There is another incident in our life. When a discussion happens or something is expected by our own family members from us, and assume we are against of it or may not like then the approach we do with our family members. In many of the cases we just either sought or show anger to the beloved one in some the other way that is we tell them that we are against for it in anger mood. But if we see it in places like our office colleagues or friend circle or this could be with our girl friend then we approach it in different way. Either politely or a friendlier way or in a sweeter way. But we do not do the same thing with our regular family members or who are always there for our life. So is this not a show off? Is this not like impressing somebody artificially? If yes, then why do we do this? Is this a psycho behavior of human being or the selfish nature which is blossoming? Or could we consider this to be a biological behavior of human being?

 

If there is something good we are doing than it need to be and will be recognized by some people if not by all people and again in a time of span.
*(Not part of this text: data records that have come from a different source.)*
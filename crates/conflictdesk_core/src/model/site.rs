//! Site ("sede") and area records.

use super::{normalize_optional, require_email, require_text, AreaId, ModelValidationError, SiteId};
use serde::{Deserialize, Serialize};
use uuid::Uuid;

/// Organizational office owning users, areas and current clients.
#[derive(Debug, Clone, PartialEq, Eq, Serialize, Deserialize)]
pub struct Site {
    pub id: SiteId,
    pub name: String,
    pub contact_email: String,
    pub address: Option<String>,
}

impl Site {
    /// Creates a site with a generated id and trimmed fields.
    pub fn new(
        name: impl Into<String>,
        contact_email: impl Into<String>,
        address: Option<String>,
    ) -> Self {
        Self {
            id: Uuid::new_v4(),
            name: name.into().trim().to_string(),
            contact_email: contact_email.into().trim().to_string(),
            address: normalize_optional(address),
        }
    }

    pub fn validate(&self) -> Result<(), ModelValidationError> {
        require_text("site name", &self.name)?;
        require_email("site contact email", &self.contact_email)
    }
}

/// Practice area inside a site.
#[derive(Debug, Clone, PartialEq, Eq, Serialize, Deserialize)]
pub struct Area {
    pub id: AreaId,
    pub site_id: SiteId,
    pub name: String,
    /// Name of the person in charge, free text.
    pub manager: Option<String>,
    pub contact_email: Option<String>,
}

impl Area {
    pub fn new(
        site_id: SiteId,
        name: impl Into<String>,
        manager: Option<String>,
        contact_email: Option<String>,
    ) -> Self {
        Self {
            id: Uuid::new_v4(),
            site_id,
            name: name.into().trim().to_string(),
            manager: normalize_optional(manager),
            contact_email: normalize_optional(contact_email),
        }
    }

    pub fn validate(&self) -> Result<(), ModelValidationError> {
        require_text("area name", &self.name)?;
        if let Some(email) = self.contact_email.as_deref() {
            require_email("area contact email", email)?;
        }
        Ok(())
    }
}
If this is not getting recognized then somewhere, something could be wrong. We might need to be patient for this to happen and do some course correction. Always and everywhere selling ourselves may not be the right approach. Doing a good job itself should be enough to satisfy own, it could be then in any way like my profession job or some social work or some stuff. This by itself is good moral and a good job which gives more satisfaction then getting from anybody else. But expecting always a better return for something good endeavour is not the good way of doing. Again expecting a good return for our investment may not be a bad thing. I do not understand how to judge on this. So both has got own pros and cons. If this is to be a psycho behavior than we might need to change it or if it’s a biological behavior then god knows what to do with it?

 

At the end but not the last, I’m sure different people will have different thoughts about it. This is just to put my thoughts in terms of some words so that I can understand myself better.

 
2 Comments

Posted by on September 19, 2007 in Own Thoughts

 

2 responses to “Impressing Others

  1. Satty

    March 3, 2011 at 8:33 AM

    Though you said you dont need any reply and its ur views.I completly understand that.I would just say one thing,this understanding comes with time ,when ppl really grow up(if they grow up),Some one has said
    “Be who you are and say what you feel because those who mind don’t matter and those who matter don’t mind.”

     
  2. Mohinder

    June 30, 2008 at 11:51 AM

    dear Ashok
    happened to visit your blog by accident.
    and read your piece about \’impressing others\’
    liked that writing immensely and hence thought i must put in a word of appreciation.
    The reason i saw ur blog was that i created my space on   spaces.live.com    provided by msn.com   (please visit the space    drmohindersingh.spaces.live.com    and comment) and wanted to know if i could get more space than the 500MB they provide free. I put the question in the search space and ur site popped up, and since u r a software engineer , perhaps y could help.
    thanks in advance.
    im a surgeon and write about my cases only – perhaps y could suggest how to improve my space.